[TASK DIRECTIONS] Write only the count of lines that hold the word "StatAccumulator" in the listing.

══════════

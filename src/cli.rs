//! CLI definition and dispatch.

use clap::{Parser, Subcommand};
use std::fmt::Write as _;
use std::path::{Path, PathBuf};
use std::process::ExitCode;
use tracing::info;

use crate::adapters::csv_adapter::CsvAdapter;
use crate::adapters::file_config_adapter::FileConfigAdapter;
use crate::adapters::log_signal_sink::LogSignalSink;
use crate::domain::analytics::{
    beta_stage, compute_metrics, drawdown_stage, volatility_stage, Instrument, InstrumentMetrics,
    MarketData, MetricStage,
};
use crate::domain::config_validation::{strategy_name, validate_engine_config, STRATEGY_BREAKOUT};
use crate::domain::engine::{Engine, EngineConfig, DEFAULT_INITIAL_CASH, DEFAULT_ORDER_QUANTITY};
use crate::domain::error::SignalbookError;
use crate::domain::ledger::LedgerSummary;
use crate::domain::strategy::{
    StrategyConfig, DEFAULT_BREAKOUT_LOOKBACK, DEFAULT_BREAKOUT_THRESHOLD,
    DEFAULT_MEAN_REVERSION_BAND, DEFAULT_MEAN_REVERSION_LOOKBACK,
};
use crate::ports::config_port::ConfigPort;
use crate::ports::price_port::PricePort;

#[derive(Parser, Debug)]
#[command(name = "signalbook", about = "Tick-driven signal engine and paper trading ledger")]
pub struct Cli {
    #[command(subcommand)]
    pub command: Command,
}

#[derive(Subcommand, Debug)]
pub enum Command {
    /// Replay a price file through the configured strategy
    Run {
        #[arg(short, long)]
        config: PathBuf,
        /// Price CSV; defaults to `[data] path` from the config
        #[arg(short, long)]
        data: Option<PathBuf>,
        /// Number of trades to undo after the replay
        #[arg(long, default_value_t = 0)]
        undo: usize,
        /// Number of undone trades to redo afterwards
        #[arg(long, default_value_t = 0)]
        redo: usize,
    },
    /// Validate an engine configuration
    Validate {
        #[arg(short, long)]
        config: PathBuf,
    },
    /// Compute volatility, beta and drawdown for one symbol
    Analyze {
        #[arg(short, long)]
        data: PathBuf,
        #[arg(long)]
        symbol: String,
        /// Benchmark symbol for beta
        #[arg(long)]
        market: Option<String>,
        #[arg(long, default_value = "")]
        issuer: String,
    },
}

pub fn run(cli: Cli) -> ExitCode {
    let result = match cli.command {
        Command::Run {
            config,
            data,
            undo,
            redo,
        } => run_engine(&config, data.as_deref(), undo, redo).map(|summary| {
            print!("{}", format_summary(&summary));
        }),
        Command::Validate { config } => run_validate(&config),
        Command::Analyze {
            data,
            symbol,
            market,
            issuer,
        } => run_analyze(&data, &symbol, market.as_deref(), issuer).map(|metrics| {
            print!("{}", format_metrics(&metrics));
        }),
    };
    match result {
        Ok(()) => ExitCode::SUCCESS,
        Err(e) => {
            eprintln!("error: {e}");
            (&e).into()
        }
    }
}

pub fn load_config(path: &Path) -> Result<FileConfigAdapter, SignalbookError> {
    info!(path = %path.display(), "loading config");
    FileConfigAdapter::from_file(path)
}

/// Validate the port and turn it into an [`EngineConfig`], filling defaults
/// for anything left unset.
pub fn build_engine_config(adapter: &dyn ConfigPort) -> Result<EngineConfig, SignalbookError> {
    validate_engine_config(adapter)?;

    let strategy = if strategy_name(adapter)? == STRATEGY_BREAKOUT {
        StrategyConfig::Breakout {
            lookback_window: lookback(adapter, "breakout", DEFAULT_BREAKOUT_LOOKBACK)?,
            threshold: adapter.get_double("breakout", "threshold", DEFAULT_BREAKOUT_THRESHOLD),
        }
    } else {
        StrategyConfig::MeanReversion {
            lookback_window: lookback(adapter, "mean_reversion", DEFAULT_MEAN_REVERSION_LOOKBACK)?,
            band: adapter.get_double("mean_reversion", "band", DEFAULT_MEAN_REVERSION_BAND),
        }
    };

    Ok(EngineConfig {
        initial_cash: adapter.get_double("engine", "initial_cash", DEFAULT_INITIAL_CASH),
        order_quantity: adapter.get_double("engine", "order_quantity", DEFAULT_ORDER_QUANTITY),
        strategy,
    })
}

fn lookback(
    adapter: &dyn ConfigPort,
    section: &str,
    default: usize,
) -> Result<usize, SignalbookError> {
    let raw = adapter.get_int(section, "lookback_window", default as i64);
    usize::try_from(raw).map_err(|_| SignalbookError::ConfigInvalid {
        section: section.to_string(),
        key: "lookback_window".to_string(),
        reason: format!("lookback_window out of range (got {raw})"),
    })
}

/// Resolve the price file from the command line or the `[data] path` key.
pub fn resolve_data_path(
    data_override: Option<&Path>,
    config: &dyn ConfigPort,
) -> Result<PathBuf, SignalbookError> {
    if let Some(path) = data_override {
        return Ok(path.to_path_buf());
    }
    config
        .get_string("data", "path")
        .map(|p| p.trim().to_string())
        .filter(|p| !p.is_empty())
        .map(PathBuf::from)
        .ok_or_else(|| SignalbookError::ConfigMissing {
            section: "data".into(),
            key: "path".into(),
        })
}

/// Load config and data, replay every tick, then undo `undo` trades and redo
/// `redo` of them.
pub fn run_engine(
    config_path: &Path,
    data_override: Option<&Path>,
    undo: usize,
    redo: usize,
) -> Result<LedgerSummary, SignalbookError> {
    let adapter = load_config(config_path)?;
    let engine_config = build_engine_config(&adapter)?;
    let data_path = resolve_data_path(data_override, &adapter)?;

    info!(path = %data_path.display(), "loading observations");
    let observations = CsvAdapter::new(data_path).fetch_observations()?;

    let mut engine = Engine::new(engine_config)?;
    engine.add_sink(Box::new(LogSignalSink::new(adapter.get_double(
        "alerts",
        "min_notional",
        0.0,
    ))));
    engine.run(&observations);

    let undone = (0..undo).take_while(|_| engine.undo_last()).count();
    let redone = (0..redo).take_while(|_| engine.redo_last()).count();
    if undo > 0 || redo > 0 {
        info!(undone, redone, "history replayed");
    }

    Ok(engine.summary())
}

fn run_validate(config_path: &Path) -> Result<(), SignalbookError> {
    let adapter = load_config(config_path)?;
    let config = build_engine_config(&adapter)?;
    Engine::new(config)?;
    println!("OK");
    Ok(())
}

/// Run every metric stage over one symbol's prices, with an optional
/// benchmark symbol from the same file for beta.
pub fn run_analyze(
    data_path: &Path,
    symbol: &str,
    market: Option<&str>,
    issuer: String,
) -> Result<InstrumentMetrics, SignalbookError> {
    let adapter = CsvAdapter::new(data_path.to_path_buf());
    let prices_of = |wanted: &str| -> Result<Vec<f64>, SignalbookError> {
        Ok(adapter
            .fetch_symbol(wanted)?
            .into_iter()
            .map(|o| o.price)
            .collect())
    };

    let asset_prices = prices_of(symbol)?;
    let Some(&last) = asset_prices.last() else {
        return Err(SignalbookError::NoData {
            source_name: format!("{} ({symbol})", data_path.display()),
        });
    };
    let market_prices = match market {
        Some(m) => prices_of(m)?,
        None => Vec::new(),
    };

    let instrument = Instrument {
        symbol: symbol.to_string(),
        price: last,
        issuer,
    };
    let stages: [MetricStage; 3] = [volatility_stage, beta_stage, drawdown_stage];
    Ok(compute_metrics(
        instrument,
        &MarketData::new(&asset_prices, &market_prices),
        &stages,
    ))
}

pub fn format_summary(summary: &LedgerSummary) -> String {
    let mut out = String::new();
    let _ = writeln!(out, "=== Ledger Summary ===");
    let _ = writeln!(out, "Cash:         {:.2}", summary.cash);
    let _ = writeln!(out, "Equity:       {:.2}", summary.equity);
    let _ = writeln!(out, "Unrealized:   {:+.2}", summary.unrealized_pnl);
    let _ = writeln!(out, "Net P&L:      {:+.2}", summary.equity - summary.initial_cash);
    let _ = writeln!(out, "Trades:       {}", summary.trade_count);
    if summary.positions.is_empty() {
        let _ = writeln!(out, "Positions:    none");
    } else {
        let _ = writeln!(out, "Positions:");
        for p in &summary.positions {
            let side = if p.is_long() {
                "long"
            } else if p.is_short() {
                "short"
            } else {
                "flat"
            };
            let _ = writeln!(
                out,
                "  {:<8} {:<5} {:>12.4} @ {:.2}",
                p.symbol,
                side,
                p.quantity.abs(),
                p.price
            );
        }
    }
    out
}

pub fn format_metrics(metrics: &InstrumentMetrics) -> String {
    let fmt = |v: Option<f64>, scale: f64, suffix: &str| match v {
        Some(v) => format!("{:.2}{suffix}", v * scale),
        None => "n/a".to_string(),
    };
    let mut out = String::new();
    let _ = writeln!(
        out,
        "=== {} ({}) ===",
        metrics.instrument.symbol,
        if metrics.instrument.issuer.is_empty() {
            "-"
        } else {
            metrics.instrument.issuer.as_str()
        }
    );
    let _ = writeln!(out, "Last Price:   {:.2}", metrics.instrument.price);
    let _ = writeln!(out, "Volatility:   {}", fmt(metrics.volatility_ann, 100.0, "%"));
    let _ = writeln!(out, "Beta:         {}", fmt(metrics.beta, 1.0, ""));
    let _ = writeln!(out, "Max Drawdown: {}", fmt(metrics.max_drawdown, 100.0, "%"));
    out
}
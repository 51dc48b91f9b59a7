//! Rolling window statistics with O(1) updates.
//!
//! Keeps a running sum and sum of squares over the last `capacity` values.
//! MEAN = sum / n
//! VAR  = (sum_sq - n * mean^2) / (n - 1)   (sample, Bessel's correction)
//! VAR  = (sum_sq - n * mean^2) / n         (population)
//! Statistics are only reported once the window is full.

use std::collections::VecDeque;

use crate::domain::error::SignalbookError;

#[derive(Debug, Clone)]
pub struct StatAccumulator {
    window: VecDeque<f64>,
    capacity: usize,
    sum: f64,
    sum_of_squares: f64,
}

impl StatAccumulator {
    pub fn new(capacity: usize) -> Result<Self, SignalbookError> {
        if capacity == 0 {
            return Err(SignalbookError::invalid_parameter(
                "capacity",
                "window capacity must be at least 1",
            ));
        }
        Ok(StatAccumulator {
            window: VecDeque::with_capacity(capacity),
            capacity,
            sum: 0.0,
            sum_of_squares: 0.0,
        })
    }

    /// Append a value, evicting the oldest one first when the window is full.
    pub fn push(&mut self, value: f64) {
        if self.window.len() == self.capacity {
            if let Some(old) = self.window.pop_front() {
                self.sum -= old;
                self.sum_of_squares -= old * old;
            }
        }
        self.window.push_back(value);
        self.sum += value;
        self.sum_of_squares += value * value;
    }

    pub fn mean(&self) -> Option<f64> {
        if !self.is_full() {
            return None;
        }
        Some(self.sum / self.capacity as f64)
    }

    /// Variance of the full window, floored at zero.
    pub fn variance(&self, sample: bool) -> Option<f64> {
        let mean = self.mean()?;
        let n = self.capacity as f64;
        let divisor = if sample {
            if self.capacity == 1 {
                return Some(0.0);
            }
            n - 1.0
        } else {
            n
        };
        let var = (self.sum_of_squares - n * mean * mean) / divisor;
        // Cancellation can push var slightly below zero; NaN also lands here.
        Some(if var > 0.0 { var } else { 0.0 })
    }

    pub fn stddev(&self, sample: bool) -> Option<f64> {
        self.variance(sample).map(f64::sqrt)
    }

    pub fn len(&self) -> usize {
        self.window.len()
    }

    pub fn is_empty(&self) -> bool {
        self.window.is_empty()
    }

    pub fn is_full(&self) -> bool {
        self.window.len() == self.capacity
    }

    pub fn capacity(&self) -> usize {
        self.capacity
    }

    pub fn sum(&self) -> f64 {
        self.sum
    }

    pub fn sum_of_squares(&self) -> f64 {
        self.sum_of_squares
    }

    /// Window contents, oldest first.
    pub fn values(&self) -> impl Iterator<Item = f64> + '_ {
        self.window.iter().copied()
    }
}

══════════

[RESULT FOR THIS TASK] 3